In HP case, the upstream OpenStack.org team used two OpenStack clouds, while downstream at HP they used one OpenStack cloud across two datacenters, something that caused networking issues amongst other problems. For downstream the goal becomes deciding what to replicate, while for upstream it is decoupling components from each other so they can be easily consumed downstream.

At HP they contributed changes upstream, ensuring the contributions were small changes or conditionals to consider specific cases that could be customized downstream, both for practical reasons, because big patches are harder to process and makes life harder for the upstream committers, and for social reasons, creating a trust relationship between committers and contributors.

They had to face issues with different versions of Puppet between the upstream and downstream repositories, usage of old modules, like the Puppet Apache one, and a monolithic Puppet repository.
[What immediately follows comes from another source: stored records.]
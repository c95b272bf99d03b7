use glam::Vec2;
use serde::{Deserialize, Serialize};
use winit::keyboard::{Key, NamedKey as WinitNamedKey};

/// Identifier for a keyboard key, named after DOM `KeyboardEvent.key` values.
#[derive(Debug, Clone, Copy, PartialEq, Eq, Hash, Serialize, Deserialize)]
pub enum KeyCode {
    Named(NamedKey),
    Character(char),
    Digit(u8),
    Function(u8),
}

impl KeyCode {
    pub const ENTER: Self = Self::Named(NamedKey::Enter);

    /// Parses a DOM key name such as `"Enter"`, `"ArrowLeft"`, `"a"` or `"F5"`.
    pub fn from_name(name: &str) -> Option<Self> {
        if let Some(key) = parse_named_key(name) {
            return Some(key);
        }
        let mut chars = name.chars();
        if let (Some(ch), None) = (chars.next(), chars.next()) {
            if ch.is_ascii_alphabetic() {
                return Some(Self::Character(ch.to_ascii_uppercase()));
            }
            if let Some(digit) = ch.to_digit(10) {
                return Some(Self::Digit(digit as u8));
            }
            if ch == ' ' {
                return Some(Self::Named(NamedKey::Space));
            }
        }
        if let Some(function) = name.strip_prefix('F') {
            if let Ok(index) = function.parse::<u8>() {
                if (1..=24).contains(&index) {
                    return Some(Self::Function(index));
                }
            }
        }
        None
    }

    /// Maps winit's logical key, which carries the same meaning as the DOM `key`.
    pub fn from_winit(key: &Key) -> Option<Self> {
        match key {
            Key::Named(named) => {
                let named = match named {
                    WinitNamedKey::Enter => NamedKey::Enter,
                    WinitNamedKey::Space => NamedKey::Space,
                    WinitNamedKey::Tab => NamedKey::Tab,
                    WinitNamedKey::Escape => NamedKey::Escape,
                    WinitNamedKey::Backspace => NamedKey::Backspace,
                    WinitNamedKey::ArrowLeft => NamedKey::Left,
                    WinitNamedKey::ArrowRight => NamedKey::Right,
                    WinitNamedKey::ArrowUp => NamedKey::Up,
                    WinitNamedKey::ArrowDown => NamedKey::Down,
                    WinitNamedKey::Home => NamedKey::Home,
                    WinitNamedKey::End => NamedKey::End,
                    WinitNamedKey::PageUp => NamedKey::PageUp,
                    WinitNamedKey::PageDown => NamedKey::PageDown,
                    WinitNamedKey::Shift => NamedKey::Shift,
                    WinitNamedKey::Control => NamedKey::Control,
                    WinitNamedKey::Alt => NamedKey::Alt,
                    _ => return None,
                };
                Some(Self::Named(named))
            }
            Key::Character(text) => Self::from_name(text.as_str()),
            _ => None,
        }
    }
}

fn parse_named_key(name: &str) -> Option<KeyCode> {
    use NamedKey::*;
    let key = match name {
        "Enter" => Enter,
        "Space" | "Spacebar" => Space,
        "Tab" => Tab,
        "ArrowLeft" | "Left" => Left,
        "ArrowRight" | "Right" => Right,
        "ArrowUp" | "Up" => Up,
        "ArrowDown" | "Down" => Down,
        "Escape" | "Esc" => Escape,
        "Backspace" => Backspace,
        "Home" => Home,
        "End" => End,
        "PageUp" => PageUp,
        "PageDown" => PageDown,
        "Shift" => Shift,
        "Control" => Control,
        "Alt" => Alt,
        _ => return None,
    };
    Some(KeyCode::Named(key))
}

#[derive(Debug, Clone, Copy, PartialEq, Eq, Hash, Serialize, Deserialize)]
pub enum NamedKey {
    Enter,
    Space,
    Tab,
    Left,
    Right,
    Up,
    Down,
    Escape,
    Backspace,
    Home,
    End,
    PageUp,
    PageDown,
    Shift,
    Control,
    Alt,
}

/// Identifier for a mouse button, numbered like DOM `MouseEvent.button`.
#[derive(Debug, Clone, Copy, PartialEq, Eq, Hash, Serialize, Deserialize)]
pub struct MouseButton(u8);

impl MouseButton {
    pub const LEFT: Self = Self(0);
    pub const MIDDLE: Self = Self(1);
    pub const RIGHT: Self = Self(2);

    pub fn new(index: u8) -> Self {
        Self(index)
    }

    pub fn index(self) -> u8 {
        self.0
    }

    pub fn from_winit(button: winit::event::MouseButton) -> Self {
        use winit::event::MouseButton as Winit;
        match button {
            Winit::Left => Self::LEFT,
            Winit::Middle => Self::MIDDLE,
            Winit::Right => Self::RIGHT,
            Winit::Back => Self(3),
            Winit::Forward => Self(4),
            Winit::Other(value) => Self(value.min(u8::MAX as u16) as u8),
        }
    }
}

/// Drawable area in physical pixels.
#[derive(Debug, Clone, Copy, PartialEq, Eq, Serialize, Deserialize)]
pub struct Viewport {
    pub width: u32,
    pub height: u32,
}

impl Viewport {
    pub fn new(width: u32, height: u32) -> Self {
        Self {
            width: width.max(1),
            height: height.max(1),
        }
    }

    pub fn aspect(&self) -> f32 {
        self.width as f32 / self.height as f32
    }

    /// Maps a pixel position to normalized device coordinates: x grows to
    /// the right, y grows upwards, both within [-1, 1].
    pub fn normalize(&self, x: f32, y: f32) -> Vec2 {
        let nx = (x / self.width as f32) * 2.0 - 1.0;
        let ny = -(y / self.height as f32) * 2.0 + 1.0;
        Vec2::new(nx, ny).clamp(Vec2::splat(-1.0), Vec2::splat(1.0))
    }
}
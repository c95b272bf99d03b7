#![cfg(target_arch = "wasm32")]

use std::sync::Arc;

use anyhow::{anyhow, Context, Result};
use wasm_bindgen::prelude::*;
use wasm_bindgen::JsCast;
use wasm_bindgen_futures::JsFuture;
use web_sys::{HtmlCanvasElement, Request, RequestInit, RequestMode, Response};
use winit::dpi::PhysicalSize;
use winit::event_loop::EventLoop;
use winit::platform::web::{EventLoopExtWebSys, WindowAttributesExtWebSys};
use winit::window::Window;

use crate::asset::{load_model, AssetSource};
use crate::error::LoadError;
use crate::{Renderer, Viewer, ViewerApp, ViewerConfig, Viewport};

#[wasm_bindgen(start)]
pub fn bootstrap() {
    console_error_panic_hook::set_once();
    let _ = wasm_logger::init(wasm_logger::Config::default());
}

/// Loads the model at `asset_url` and starts rendering into the canvas.
/// Failures are written into the page as well as returned.
#[wasm_bindgen]
pub async fn run(canvas_id: String, asset_url: String) -> Result<(), JsValue> {
    match start(&canvas_id, &asset_url).await {
        Ok(()) => Ok(()),
        Err(err) => {
            let message = format!("{err:#}");
            log::error!("{message}");
            show_error(&message);
            Err(JsValue::from_str(&message))
        }
    }
}

async fn start(canvas_id: &str, asset_url: &str) -> Result<()> {
    let model = load_model(&AssetSource::Url(asset_url.to_string()))
        .await
        .with_context(|| format!("failed to load model {asset_url}"))?;

    let window = web_sys::window().ok_or_else(|| anyhow!("missing window"))?;
    let document = window
        .document()
        .ok_or_else(|| anyhow!("missing document"))?;
    let performance = window
        .performance()
        .ok_or_else(|| anyhow!("performance timer unavailable"))?;
    let canvas: HtmlCanvasElement = document
        .get_element_by_id(canvas_id)
        .ok_or_else(|| anyhow!("canvas element {canvas_id:?} not found"))?
        .dyn_into()
        .map_err(|_| anyhow!("element {canvas_id:?} is not a canvas"))?;

    let size = PhysicalSize::new(
        canvas.client_width().max(1) as u32,
        canvas.client_height().max(1) as u32,
    );
    let event_loop = EventLoop::new().context("failed to create event loop")?;
    #[allow(deprecated)]
    let window = Arc::new(
        event_loop
            .create_window(
                Window::default_attributes()
                    .with_canvas(Some(canvas))
                    .with_title("Keycap Viewer")
                    .with_inner_size(size),
            )
            .context("failed to create window")?,
    );

    let size = window.inner_size();
    let viewer = Viewer::new(
        ViewerConfig::default(),
        model,
        Viewport::new(size.width, size.height),
    );
    let renderer = Renderer::new(Arc::clone(&window), viewer.meshes())
        .await
        .context("failed to initialize renderer")?;
    for line in viewer.summary() {
        log::info!("{line}");
    }

    let mut app = ViewerApp::new(renderer, viewer);
    #[allow(deprecated)]
    event_loop.spawn(move |event, elwt| {
        let now = performance.now() / 1000.0;
        if let Err(err) = app.process_event(&event, elwt, now) {
            log::error!("{err:#}");
            show_error(&format!("{err:#}"));
            elwt.exit();
        }
    });

    Ok(())
}

/// Downloads `url` into memory.
pub(crate) async fn fetch_bytes(url: &str) -> Result<Vec<u8>, LoadError> {
    let fail = |reason: String| LoadError::Fetch {
        url: url.to_string(),
        reason,
    };
    let window = web_sys::window().ok_or_else(|| fail("missing window".to_string()))?;

    let init = RequestInit::new();
    init.set_method("GET");
    init.set_mode(RequestMode::Cors);
    let request =
        Request::new_with_str_and_init(url, &init).map_err(|err| fail(format!("{err:?}")))?;

    let response = JsFuture::from(window.fetch_with_request(&request))
        .await
        .map_err(|err| fail(format!("{err:?}")))?;
    let response: Response = response
        .dyn_into()
        .map_err(|_| fail("unexpected fetch result".to_string()))?;
    if !response.ok() {
        return Err(fail(format!(
            "HTTP {} {}",
            response.status(),
            response.status_text()
        )));
    }

    let buffer = response
        .array_buffer()
        .map_err(|err| fail(format!("{err:?}")))?;
    let buffer = JsFuture::from(buffer)
        .await
        .map_err(|err| fail(format!("{err:?}")))?;
    Ok(js_sys::Uint8Array::new(&buffer).to_vec())
}

/// Appends a visible error box to the page body.
fn show_error(message: &str) {
    let Some(document) = web_sys::window().and_then(|window| window.document()) else {
        return;
    };
    let (Some(body), Ok(element)) = (document.body(), document.create_element("pre")) else {
        return;
    };
    element.set_class_name("keycap-viewer-error");
    element.set_text_content(Some(&format!("Keycap viewer failed to start:\n{message}")));
    let _ = body.append_child(&element);
}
There was an effort to migrate from Puppet 2.7 to 3.7, splitting the data into separate git repositories and the monolithic git repository into repositories per module, using Puppet Blacksmith to release modules to the Puppet Forge, and running integration testing against proposed changes.

The current plans for the upstream OpenStack repository includes using semantic versioning for modules, and using git clone to fetch module dependencies to avoid transitive dependency issues. In the downstream repository at HP they plan to run everything in OpenStack to test their own environment, update to Puppet 3 and deploy more testing.

Fully Public Puppet

Elizabeth K. Joseph, automation and tools engineer at HP, works on the OpenStack.org CI team, and talked about the project public infrastructure.

She outlined the benefits of having public infrastructure:

  • Provides examples.
  • Encourages better practices.
  • Allows others in your organization to suggest changes.
  • Sharing with the community is nice.

OpenStack has a policy to use only open source tools, to avoid conflicts between commercial companies. There are other projects that have open sourced their infrastructure configuration and provide a public view, Debian, Mozilla or Jenkins for instance.

In the specific case of Puppet, she recommends to:

  • Leverage existing modules, or write new ones with the intent of sharing.
  • Split existing system configuration and Puppet configuration.
  • Split out non-sensitive custom configurations into a different module.
  • Use Hiera for sensitive data.
  • Document modules, linking to the source, explaining how to use the configuration and how to contribute with commits and bug reports.
  • Add a license to configuration files. This is important for reusing them.

OpenStack uses pic, a web interface to PuppetDB aiming to replace the reporting functionality of Puppet Dashboard. It allows them to give visibility to developers on whether their patches are applied in servers, or getting the status of the server, without having to ask the infra team. It empowers developers to have the visibility over the infrastructure.

On the question about using Puppet and not something else, se answered:

We use Puppet because we are a small team and the person trying Puppet and Chef got Puppet running first. If we were to start from scratch we would probably use Ansible to avoid having agents everywhere.